Summary
This article answers the question in regards to how many concurrent queries a Dremio cluster can handle.
Reported Issue
When planning a Dremio cluster, the user may have a specific request in regards to how many concurrent queries are needed to be supported.
Overview
In regards to the maximum concurrent number of queries, Dremio doesn't have such a concept, as not all queries are the same and generally they vary a lot based on their cost to run.
Relevant Versions, Tools & Integrations
This applies to all Dremio releases.
Steps to Resolve
There are many factors involved when deciding how many queries a cluster can process concomitantly, from the size of the cluster, to the type of data sources, how the cache is being configured, the cost of the queries, locking/data consistency requirements of the queries, whether or not reflections are being leveraged, to the type of drivers/clients, etc.

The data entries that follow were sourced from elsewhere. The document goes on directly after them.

//! Server loop
//!
//! Brings every configured endpoint up, then accepts in round robin across
//! them and hands each connection to its own thread, which runs the
//! handshake and then the worker. Shutdown is requested through a shared
//! flag; the loop then cancels every live connection and waits for the
//! registry to drain.

use std::fmt;
use std::net::SocketAddr;
use std::sync::atomic::{AtomicBool, Ordering};
use std::sync::Arc;
use std::thread;
use std::time::{Duration, Instant};

use crate::acceptor::{self, AcceptOutcome, PendingConnection};
use crate::config::{ConfigError, ServerConfig};
use crate::connection::{ConnectionInfo, Phase};
use crate::endpoint::{Endpoint, EndpointError};
use crate::handshake::Handshake;
use crate::metrics::Metrics;
use crate::registry::{ConnectionRegistry, RegistryEntry};
use crate::resolve::{Resolver, SystemResolver};
use crate::transport::{CancelToken, TcpTransport};
use crate::worker::{self, DiscardSink, StreamSink};

/// Pause after a failed accept call before trying again
const ACCEPT_ERROR_BACKOFF: Duration = Duration::from_millis(100);

/// Builds the sink that receives one connection's payload
pub type SinkFactory = Arc<dyn Fn(&ConnectionInfo) -> Box<dyn StreamSink> + Send + Sync>;

// ============================================================================
// Errors
// ============================================================================

#[derive(Debug)]
pub enum ServerError {
    Config(ConfigError),
    /// An endpoint could not be brought up
    Endpoint(EndpointError),
    /// `run` was called after the listeners were closed
    NotListening,
}

impl fmt::Display for ServerError {
    fn fmt(&self, f: &mut fmt::Formatter<'_>) -> fmt::Result {
        match self {
            ServerError::Config(e) => write!(f, "configuration error: {}", e),
            ServerError::Endpoint(e) => write!(f, "endpoint bring-up failed: {}", e),
            ServerError::NotListening => write!(f, "server has no open listeners"),
        }
    }
}

impl std::error::Error for ServerError {
    fn source(&self) -> Option<&(dyn std::error::Error + 'static)> {
        match self {
            ServerError::Config(e) => Some(e),
            ServerError::Endpoint(e) => Some(e),
            ServerError::NotListening => None,
        }
    }
}

impl From<EndpointError> for ServerError {
    fn from(e: EndpointError) -> Self {
        ServerError::Endpoint(e)
    }
}

impl From<ConfigError> for ServerError {
    fn from(e: ConfigError) -> Self {
        ServerError::Config(e)
    }
}

// ============================================================================
// Server Structure
// ============================================================================

pub struct Server {
    endpoints: Vec<Endpoint>,
    config: ServerConfig,
    registry: Arc<ConnectionRegistry>,
    metrics: Arc<Metrics>,
    shutdown: Arc<AtomicBool>,
    sink_factory: SinkFactory,
    /// Endpoint the next accept call starts scanning from
    next: usize,
}

/// What each connection thread needs from the server
#[derive(Clone)]
struct Dispatch {
    metrics: Arc<Metrics>,
    sink_factory: SinkFactory,
    handshake_timeout: Option<Duration>,
    read_buffer_size: usize,
}

impl Server {
    /// Validate `config`, bind every endpoint and start listening
    pub fn bind(config: ServerConfig) -> Result<Self, ServerError> {
        Self::bind_with(config, &SystemResolver)
    }

    /// [`Server::bind`] with a custom resolver
    pub fn bind_with(config: ServerConfig, resolver: &dyn Resolver) -> Result<Self, ServerError> {
        config.validate()?;

        let mut endpoints = Vec::with_capacity(config.endpoints.len());
        for spec in &config.endpoints {
            let mut endpoint = Endpoint::open_with(spec, resolver)?;
            endpoint.listen(None)?;
            log::info!("Endpoint {} up on {:?}", spec, endpoint.local_addrs());
            endpoints.push(endpoint);
        }

        Ok(Server {
            endpoints,
            config,
            registry: ConnectionRegistry::new(),
            metrics: Arc::new(Metrics::new()),
            shutdown: Arc::new(AtomicBool::new(false)),
            sink_factory: Arc::new(|_: &ConnectionInfo| Box::new(DiscardSink) as Box<dyn StreamSink>),
            next: 0,
        })
    }

    /// Replace the default discarding sink
    pub fn with_sink_factory(mut self, factory: SinkFactory) -> Self {
        self.sink_factory = factory;
        self
    }

    /// Flag that stops [`Server::run`] when set
    pub fn shutdown_handle(&self) -> Arc<AtomicBool> {
        Arc::clone(&self.shutdown)
    }

    pub fn registry(&self) -> Arc<ConnectionRegistry> {
        Arc::clone(&self.registry)
    }

    pub fn metrics(&self) -> Arc<Metrics> {
        Arc::clone(&self.metrics)
    }

    /// Bound addresses of endpoint `index`
    pub fn local_addrs(&self, index: usize) -> Vec<SocketAddr> {
        self.endpoints
            .get(index)
            .map(Endpoint::local_addrs)
            .unwrap_or_default()
    }

    // ========================================================================
    // Main Loop
    // ========================================================================

    /// Accept and dispatch until the shutdown flag is set, then cancel all
    /// connections and wait up to the grace period for them to finish.
    pub fn run(&mut self) -> Result<(), ServerError> {
        if self.endpoints.is_empty() {
            return Err(ServerError::NotListening);
        }
        log::info!("Accepting on {} endpoint(s)", self.endpoints.len());

        while !self.shutdown.load(Ordering::SeqCst) {
            match self.accept_next() {
                Ok(Some(pending)) => self.dispatch(pending),
                Ok(None) => {}
                Err(e) => {
                    self.metrics.accept_errors_total.fetch_add(1, Ordering::Relaxed);
                    log::warn!("Accept failed: {}", e);
                    thread::sleep(ACCEPT_ERROR_BACKOFF);
                }
            }
        }

        self.shutdown_connections();
        Ok(())
    }

    /// One acceptor call with the endpoint order rotated to start at
    /// `self.next`
    fn accept_next(&mut self) -> Result<Option<PendingConnection>, acceptor::AcceptError> {
        let count = self.endpoints.len();
        let order: Vec<&Endpoint> = (0..count)
            .map(|i| &self.endpoints[(self.next + i) % count])
            .collect();

        match acceptor::accept(&order, Some(self.config.accept_timeout))? {
            AcceptOutcome::Timeout => Ok(None),
            AcceptOutcome::Accepted(mut pending) => {
                pending.endpoint = (self.next + pending.endpoint) % count;
                self.next = (pending.endpoint + 1) % count;
                Ok(Some(pending))
            }
        }
    }

    fn dispatch(&self, pending: PendingConnection) {
        self.metrics.connections_accepted_total.fetch_add(1, Ordering::Relaxed);
        let PendingConnection {
            stream,
            peer_addr,
            local_addr,
            endpoint,
        } = pending;

        let cancel = CancelToken::new();
        let transport = match TcpTransport::new(stream, cancel.clone()) {
            Ok(t) => t,
            Err(e) => {
                self.metrics.spawn_failures_total.fetch_add(1, Ordering::Relaxed);
                log::warn!("Dropping connection from {}: {}", peer_addr, e);
                return;
            }
        };

        let entry = self.registry.insert(peer_addr, local_addr, endpoint, cancel);
        let id = entry.id();
        log::info!("Connection {} from {} on {}", id, peer_addr, local_addr);

        let dispatch = Dispatch {
            metrics: Arc::clone(&self.metrics),
            sink_factory: Arc::clone(&self.sink_factory),
            handshake_timeout: self.config.handshake_timeout,
            read_buffer_size: self.config.read_buffer_size,
        };
        self.metrics.active_connections.fetch_add(1, Ordering::Relaxed);

        let spawned = thread::Builder::new()
            .name(format!("conn-{}", id))
            .spawn(move || handle_connection(transport, entry, dispatch));
        if let Err(e) = spawned {
            // The closure, and with it the registry entry, is already dropped
            self.metrics.active_connections.fetch_sub(1, Ordering::Relaxed);
            self.metrics.spawn_failures_total.fetch_add(1, Ordering::Relaxed);
            log::error!("Failed to spawn worker for connection {}: {}", id, e);
        }
    }

    fn shutdown_connections(&mut self) {
        log::info!("Shutting down");
        self.endpoints.clear();

        let cancelled = self.registry.cancel_all();
        if cancelled == 0 {
            return;
        }
        log::info!("Cancelled {} connection(s), waiting up to {:?}", cancelled, self.config.shutdown_grace);

        let started = Instant::now();
        if self.registry.wait_for_drain(self.config.shutdown_grace) {
            log::info!("All connections closed in {:?}", started.elapsed());
        } else {
            log::warn!("{} connection(s) still open after grace period", self.registry.count());
        }
    }
}

// ============================================================================
// Per-Connection Unit
// ============================================================================

fn handle_connection(transport: TcpTransport, entry: RegistryEntry, dispatch: Dispatch) {
    let metrics = &dispatch.metrics;
    let info = entry.info().clone();

    match Handshake::new(transport, info.clone(), dispatch.handshake_timeout).run() {
        Ok(conn) => {
            metrics.handshakes_completed_total.fetch_add(1, Ordering::Relaxed);
            entry.set_phase(Phase::Serving);
            let mut sink = (dispatch.sink_factory)(&info);
            match worker::serve(conn, entry, sink.as_mut(), dispatch.read_buffer_size, metrics) {
                Ok(exit) => log::debug!("Worker for {} exited: {:?}", info.peer_addr, exit),
                Err(e) => log::debug!("Worker for {} ended with error: {}", info.peer_addr, e),
            }
        }
        Err(e) => {
            metrics.handshakes_failed_total.fetch_add(1, Ordering::Relaxed);
            if entry.cancel_token().is_cancelled() {
                log::debug!("Handshake with {} cancelled", info.peer_addr);
            } else {
                log::info!("Handshake with {} failed: {}", info.peer_addr, e);
            }
            drop(entry);
        }
    }

    metrics.active_connections.fetch_sub(1, Ordering::Relaxed);
}

#[cfg(test)]
mod tests {
    use super::*;
    use crate::endpoint::EndpointSpec;
    use crate::handshake::{HANDSHAKE_PACKET_SIZE, PROTOCOL_VERSION};
    use std::io::{Read, Write};
    use std::net::TcpStream;

    fn loopback_config(endpoints: usize) -> ServerConfig {
        ServerConfig {
            endpoints: (0..endpoints)
                .map(|_| EndpointSpec::accept(Some("127.0.0.1"), 0))
                .collect(),
            accept_timeout: Duration::from_millis(50),
            handshake_timeout: Some(Duration::from_secs(5)),
            read_buffer_size: 4096,
            shutdown_grace: Duration::from_secs(2),
        }
    }

    fn wait_for(mut cond: impl FnMut() -> bool) -> bool {
        for _ in 0..200 {
            if cond() {
                return true;
            }
            thread::sleep(Duration::from_millis(10));
        }
        false
    }

    #[test]
    fn test_bind_reports_addresses() {
        let server = Server::bind(loopback_config(2)).unwrap();
        let a = server.local_addrs(0);
        let b = server.local_addrs(1);
        assert_eq!(a.len(), 1);
        assert_eq!(b.len(), 1);
        assert_ne!(a[0].port(), 0);
        assert_ne!(a[0], b[0]);
        assert!(server.local_addrs(2).is_empty());
    }

    #[test]
    fn test_bind_rejects_invalid_config() {
        let mut config = loopback_config(1);
        config.endpoints.clear();
        assert!(matches!(Server::bind(config), Err(ServerError::Config(_))));
    }

    #[test]
    fn test_round_robin_accept() {
        let mut server = Server::bind(loopback_config(2)).unwrap();
        let a = server.local_addrs(0)[0];
        let b = server.local_addrs(1)[0];

        let _ca1 = TcpStream::connect(a).unwrap();
        let _ca2 = TcpStream::connect(a).unwrap();
        let _cb = TcpStream::connect(b).unwrap();

        let mut seen = Vec::new();
        for _ in 0..20 {
            if let Some(p) = server.accept_next().unwrap() {
                seen.push(p.endpoint);
            }
            if seen.len() == 3 {
                break;
            }
        }
        seen.truncate(2);
        // Endpoint 1 is served before endpoint 0's second connection
        assert_eq!(seen, vec![0, 1]);
    }

    #[test]
    fn test_bad_version_counted_as_failure() {
        let mut server = Server::bind(loopback_config(1)).unwrap();
        let addr = server.local_addrs(0)[0];
        let metrics = server.metrics();
        let registry = server.registry();
        let shutdown = server.shutdown_handle();
        let handle = thread::spawn(move || server.run());

        let mut client = TcpStream::connect(addr).unwrap();
        client.write_all(&[6]).unwrap();
        let mut buf = [0u8; 1];
        assert_eq!(client.read(&mut buf).unwrap(), 0);

        assert!(wait_for(|| metrics.handshakes_failed_total.load(Ordering::Relaxed) == 1));
        assert!(registry.wait_for_drain(Duration::from_secs(2)));

        shutdown.store(true, Ordering::SeqCst);
        handle.join().unwrap().unwrap();
        assert_eq!(metrics.connections_accepted_total.load(Ordering::Relaxed), 1);
        assert!(wait_for(|| metrics.active_connections.load(Ordering::Relaxed) == 0));
    }

    #[test]
    fn test_shutdown_cancels_stalled_handshake() {
        let mut config = loopback_config(1);
        config.handshake_timeout = None;
        let mut server = Server::bind(config).unwrap();
        let addr = server.local_addrs(0)[0];
        let registry = server.registry();
        let shutdown = server.shutdown_handle();
        let handle = thread::spawn(move || server.run());

        let mut client = TcpStream::connect(addr).unwrap();
        client.write_all(&[PROTOCOL_VERSION]).unwrap();
        let mut s0 = [0u8; 1];
        client.read_exact(&mut s0).unwrap();
        // Stall before C1
        assert!(wait_for(|| registry.count() == 1));

        shutdown.store(true, Ordering::SeqCst);
        handle.join().unwrap().unwrap();
        assert!(registry.is_empty());

        let mut rest = [0u8; HANDSHAKE_PACKET_SIZE];
        assert_eq!(client.read(&mut rest).unwrap(), 0);
    }

    #[test]
    fn test_run_after_shutdown_is_not_listening() {
        let mut server = Server::bind(loopback_config(1)).unwrap();
        server.shutdown_handle().store(true, Ordering::SeqCst);
        server.run().unwrap();
        assert!(matches!(server.run(), Err(ServerError::NotListening)));
    }
}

Ideally, once a certain number of concurrent queries run and you start to see failures, the next step is to identify the bottleneck and decide how to fix that. Here, making sure that Workload Management is tuned properly is very important, as certain rules/queues/engines can be tweaked to run workloads to the proper executors. Generally, if the bottleneck is somewhere with the executors, then more executors can be added or more resources can be added to the existing executors. If the bottleneck is with the master, then scale out coordinators can be added to allow the master to process more queries. Master is generally bounded by the heap size and number of CPUs. Once you run with 32-48 vCPUs and 31GB heap on the master, then adding scale out coordinators is the next to be considered.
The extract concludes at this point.